◆ Assignment
From the listing below, copy out every line where the word "bezier" appears.

◆ Extracted information

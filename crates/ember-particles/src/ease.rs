//! Easing functions for keyframe lists and particle age

use serde::{Deserialize, Serialize};
use std::fmt;
use std::sync::Arc;

/// One quadratic bezier piece of a segmented ease, from `s` to `e` with control point `cp`
#[derive(Clone, Copy, Debug, PartialEq, Serialize, Deserialize)]
pub struct EaseSegment {
    pub s: f32,
    pub cp: f32,
    pub e: f32,
}

/// Remaps a normalized time in [0, 1]
#[derive(Clone)]
pub enum Ease {
    /// Equal-width bezier segments covering [0, 1]
    Segments(Vec<EaseSegment>),
    /// Host-supplied easing function
    Custom(Arc<dyn Fn(f32) -> f32 + Send + Sync>),
}

impl Ease {
    pub fn segments(segments: Vec<EaseSegment>) -> Self {
        Ease::Segments(segments)
    }

    pub fn custom(f: impl Fn(f32) -> f32 + Send + Sync + 'static) -> Self {
        Ease::Custom(Arc::new(f))
    }

    pub fn apply(&self, t: f32) -> f32 {
        match self {
            Ease::Segments(segments) => sample_segments(segments, t),
            Ease::Custom(f) => f(t),
        }
    }
}

impl fmt::Debug for Ease {
    fn fmt(&self, f: &mut fmt::Formatter<'_>) -> fmt::Result {
        match self {
            Ease::Segments(segments) => f.debug_tuple("Segments").field(segments).finish(),
            Ease::Custom(_) => f.write_str("Custom(..)"),
        }
    }
}

impl From<Vec<EaseSegment>> for Ease {
    fn from(segments: Vec<EaseSegment>) -> Self {
        Ease::Segments(segments)
    }
}

fn sample_segments(segments: &[EaseSegment], t: f32) -> f32 {
    let Some(last) = segments.last() else {
        return t;
    };
    let qty = segments.len() as f32;
    let i = (qty * t).floor();
    let local = (t - i / qty) * qty;
    let seg = if i >= 0.0 {
        segments.get(i as usize).unwrap_or(last)
    } else {
        last
    };
    seg.s + local * (2.0 * (1.0 - local) * (seg.cp - seg.s) + local * (seg.e - seg.s))
}
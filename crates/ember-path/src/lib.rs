//! Ember Path - Expression language for particle path-following
//!
//! Path expressions describe a particle's lateral offset as a function of
//! the distance it has travelled, e.g. `sin(x / 25) * 40`. Expressions come
//! from authored effect files, so they are parsed against a strict
//! allow-list (arithmetic, `x`, math constants and functions) and evaluated
//! by walking the parsed tree.

mod eval;
mod parser;

pub use eval::PathExpression;
pub use parser::{parse_path, BinaryOp, Expr, MathFn, PathError, MAX_SOURCE_LEN};

impl From<PathError> for ember_core::EmberError {
    fn from(err: PathError) -> Self {
        ember_core::EmberError::ExpressionParse(err.to_string())
    }
}
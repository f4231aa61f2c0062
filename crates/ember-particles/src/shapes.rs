//! Spawn shapes: local placement for freshly spawned particles

use crate::particle::Particle;
use crate::rand::ParticleRng;
use ember_core::Vec2;
use serde::Deserialize;

/// Places a new particle somewhere in the shape, in emitter-local space
pub trait SpawnShape {
    fn random_position(&self, particle: &mut Particle, rng: &mut ParticleRng);
}

/// Spawn at the emitter origin
#[derive(Debug, Clone, Copy, Default)]
pub struct PointShape;

impl SpawnShape for PointShape {
    fn random_position(&self, _particle: &mut Particle, _rng: &mut ParticleRng) {}
}

/// Uniform within `[x, x + w] × [y, y + h]`
#[derive(Debug, Clone, Copy, PartialEq, Deserialize)]
pub struct RectShape {
    pub x: f32,
    pub y: f32,
    pub w: f32,
    pub h: f32,
}

impl SpawnShape for RectShape {
    fn random_position(&self, particle: &mut Particle, rng: &mut ParticleRng) {
        particle.position.x = self.x + rng.next_f32() * self.w;
        particle.position.y = self.y + rng.next_f32() * self.h;
    }
}

/// Ring (or filled circle when `inner_radius` is 0) around `(x, y)`
#[derive(Debug, Clone, Copy, PartialEq, Deserialize)]
#[serde(rename_all = "camelCase")]
pub struct TorusShape {
    #[serde(default)]
    pub x: f32,
    #[serde(default)]
    pub y: f32,
    pub radius: f32,
    #[serde(default)]
    pub inner_radius: f32,
    /// Turn particles to face away from the center
    #[serde(default)]
    pub affect_rotation: bool,
}

impl SpawnShape for TorusShape {
    fn random_position(&self, particle: &mut Particle, rng: &mut ParticleRng) {
        let distance = if self.inner_radius != self.radius {
            rng.range(self.inner_radius, self.radius)
        } else {
            self.radius
        };
        let angle = rng.angle();
        if self.affect_rotation {
            particle.rotation += angle;
        }
        particle.position = Vec2::new(distance, 0.0).rotated(angle) + Vec2::new(self.x, self.y);
    }
}

/// Evenly spaced (or random) directions around the origin.
///
/// Placement depends on the particle's index within its wave, so this is
/// not a [`SpawnShape`].
#[derive(Debug, Clone, Copy, PartialEq, Default, Deserialize)]
pub struct BurstShape {
    /// Degrees between consecutive particles; 0 picks a random angle
    #[serde(default)]
    pub spacing: f32,
    /// Angle of the first particle, in degrees
    #[serde(default)]
    pub start: f32,
    #[serde(default)]
    pub distance: f32,
}

impl BurstShape {
    pub fn place(&self, particle: &mut Particle, index: usize, rng: &mut ParticleRng) {
        let degrees = if self.spacing != 0.0 {
            self.start + self.spacing * index as f32
        } else {
            rng.range(0.0, 360.0)
        };
        let angle = degrees.to_radians();
        particle.rotation = angle;
        if self.distance != 0.0 {
            particle.position = Vec2::new(self.distance, 0.0).rotated(angle);
        }
    }
}

/// Point lists for [`PolygonalChainShape`]: one chain or several
#[derive(Debug, Clone, PartialEq, Deserialize)]
#[serde(untagged)]
pub enum ChainData {
    Single(Vec<Vec2>),
    Multi(Vec<Vec<Vec2>>),
}

#[derive(Debug, Clone, Copy, PartialEq)]
struct Segment {
    start: Vec2,
    delta: Vec2,
    length: f32,
}

/// Random points along connected line segments, weighted by segment length
#[derive(Debug, Clone)]
pub struct PolygonalChainShape {
    segments: Vec<Segment>,
    /// Running length at the end of each segment
    cumulative: Vec<f32>,
    total_length: f32,
}

impl PolygonalChainShape {
    pub fn new(data: ChainData) -> Self {
        let chains = match data {
            ChainData::Single(points) => vec![points],
            ChainData::Multi(chains) => chains,
        };

        let mut segments = Vec::new();
        for chain in &chains {
            for pair in chain.windows(2) {
                let delta = pair[1] - pair[0];
                segments.push(Segment {
                    start: pair[0],
                    delta,
                    length: delta.length(),
                });
            }
        }
        if segments.is_empty() {
            segments.push(Segment {
                start: Vec2::ZERO,
                delta: Vec2::ZERO,
                length: 0.0,
            });
        }

        let mut cumulative = Vec::with_capacity(segments.len());
        let mut total_length = 0.0;
        for segment in &segments {
            total_length += segment.length;
            cumulative.push(total_length);
        }

        Self {
            segments,
            cumulative,
            total_length,
        }
    }

    pub fn segment_count(&self) -> usize {
        self.segments.len()
    }

    pub fn total_length(&self) -> f32 {
        self.total_length
    }
}

impl SpawnShape for PolygonalChainShape {
    fn random_position(&self, particle: &mut Particle, rng: &mut ParticleRng) {
        let chosen = rng.next_f32() * self.total_length;
        let index = self
            .cumulative
            .partition_point(|&end| end <= chosen)
            .min(self.segments.len() - 1);
        let segment = &self.segments[index];
        let start = self.cumulative[index] - segment.length;
        let t = if segment.length > 0.0 {
            (chosen - start) / segment.length
        } else {
            0.0
        };
        particle.position = segment.start + segment.delta * t;
    }
}

/// `spawnShape` payload: `type` selects the shape, `data` holds its parameters
#[derive(Debug, Clone, Deserialize)]
#[serde(tag = "type", content = "data", rename_all = "camelCase")]
pub enum ShapeConfig {
    Rect(RectShape),
    Torus(TorusShape),
    PolygonalChain(ChainData),
}

impl ShapeConfig {
    pub fn build(self) -> Box<dyn SpawnShape> {
        match self {
            ShapeConfig::Rect(rect) => Box::new(rect),
            ShapeConfig::Torus(torus) => Box::new(torus),
            ShapeConfig::PolygonalChain(data) => Box::new(PolygonalChainShape::new(data)),
        }
    }
}

#[cfg(test)]
mod tests {
    use super::*;
    use crate::particle::ParticlePool;

    fn with_particle(f: impl FnOnce(&mut Particle)) {
        let mut pool = ParticlePool::new();
        let id = pool.acquire();
        let particle = pool.get_mut(id).unwrap();
        particle.init(1.0);
        f(particle);
    }

    #[test]
    fn rect_stays_inside() {
        let rect = RectShape {
            x: -10.0,
            y: 5.0,
            w: 20.0,
            h: 4.0,
        };
        let mut rng = ParticleRng::new(11);
        with_particle(|p| {
            for _ in 0..500 {
                rect.random_position(p, &mut rng);
                assert!((-10.0..=10.0).contains(&p.position.x));
                assert!((5.0..=9.0).contains(&p.position.y));
            }
        });
    }

    #[test]
    fn torus_respects_radii() {
        let torus = TorusShape {
            x: 100.0,
            y: 0.0,
            radius: 50.0,
            inner_radius: 40.0,
            affect_rotation: false,
        };
        let mut rng = ParticleRng::new(5);
        with_particle(|p| {
            for _ in 0..500 {
                torus.random_position(p, &mut rng);
                let d = p.position.distance(&Vec2::new(100.0, 0.0));
                assert!((39.999..=50.001).contains(&d));
            }
            assert_eq!(p.rotation, 0.0);
        });
    }

    #[test]
    fn torus_affects_rotation() {
        let torus = TorusShape {
            x: 0.0,
            y: 0.0,
            radius: 10.0,
            inner_radius: 10.0,
            affect_rotation: true,
        };
        let mut rng = ParticleRng::new(8);
        with_particle(|p| {
            torus.random_position(p, &mut rng);
            let facing = Vec2::new(10.0, 0.0).rotated(p.rotation);
            assert!(facing.distance(&p.position) < 1e-3);
        });
    }

    #[test]
    fn burst_even_spacing() {
        let burst = BurstShape {
            spacing: 90.0,
            start: 0.0,
            distance: 10.0,
        };
        let mut rng = ParticleRng::new(1);
        with_particle(|p| {
            burst.place(p, 1, &mut rng);
            assert!((p.rotation - std::f32::consts::FRAC_PI_2).abs() < 1e-6);
            assert!(p.position.x.abs() < 1e-4);
            assert!((p.position.y - 10.0).abs() < 1e-4);
        });
    }

    #[test]
    fn chain_points_lie_on_segments() {
        let shape = PolygonalChainShape::new(ChainData::Single(vec![
            Vec2::new(0.0, 0.0),
            Vec2::new(10.0, 0.0),
            Vec2::new(10.0, 30.0),
        ]));
        assert_eq!(shape.segment_count(), 2);
        assert!((shape.total_length() - 40.0).abs() < 1e-6);

        let mut rng = ParticleRng::new(21);
        let mut vertical = 0;
        with_particle(|p| {
            for _ in 0..1000 {
                shape.random_position(p, &mut rng);
                let on_first = p.position.y.abs() < 1e-4 && (0.0..=10.0).contains(&p.position.x);
                let on_second =
                    (p.position.x - 10.0).abs() < 1e-4 && (0.0..=30.0).contains(&p.position.y);
                assert!(on_first || on_second);
                if p.position.y > 1e-4 {
                    vertical += 1;
                }
            }
        });
        // The vertical segment is three quarters of the chain
        assert!((650..850).contains(&vertical));
    }

    #[test]
    fn empty_chain_spawns_at_origin() {
        let shape = PolygonalChainShape::new(ChainData::Multi(Vec::new()));
        let mut rng = ParticleRng::new(2);
        with_particle(|p| {
            p.position = Vec2::new(3.0, 3.0);
            shape.random_position(p, &mut rng);
            assert_eq!(p.position, Vec2::ZERO);
        });
    }

    #[test]
    fn shape_config_from_toml() {
        let value: toml::Value = toml::from_str(
            r#"
            type = "torus"
            data = { radius = 25, innerRadius = 5, affectRotation = true }
            "#,
        )
        .unwrap();
        let config: ShapeConfig = value.try_into().unwrap();
        match config {
            ShapeConfig::Torus(t) => {
                assert_eq!(t.radius, 25.0);
                assert_eq!(t.inner_radius, 5.0);
                assert!(t.affect_rotation);
            }
            other => panic!("expected torus, got {other:?}"),
        }
    }

    #[test]
    fn chain_config_multi() {
        let value: toml::Value = toml::from_str(
            r#"
            type = "polygonalChain"
            data = [[{ x = 0, y = 0 }, { x = 5, y = 0 }], [{ x = 0, y = 5 }, { x = 5, y = 5 }]]
            "#,
        )
        .unwrap();
        let config: ShapeConfig = value.try_into().unwrap();
        assert!(matches!(config, ShapeConfig::PolygonalChain(ChainData::Multi(_))));
    }
}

◆ Output of the task
/// One quadratic bezier piece of a segmented ease, from `s` to `e` with control point `cp`
    /// Equal-width bezier segments covering [0, 1]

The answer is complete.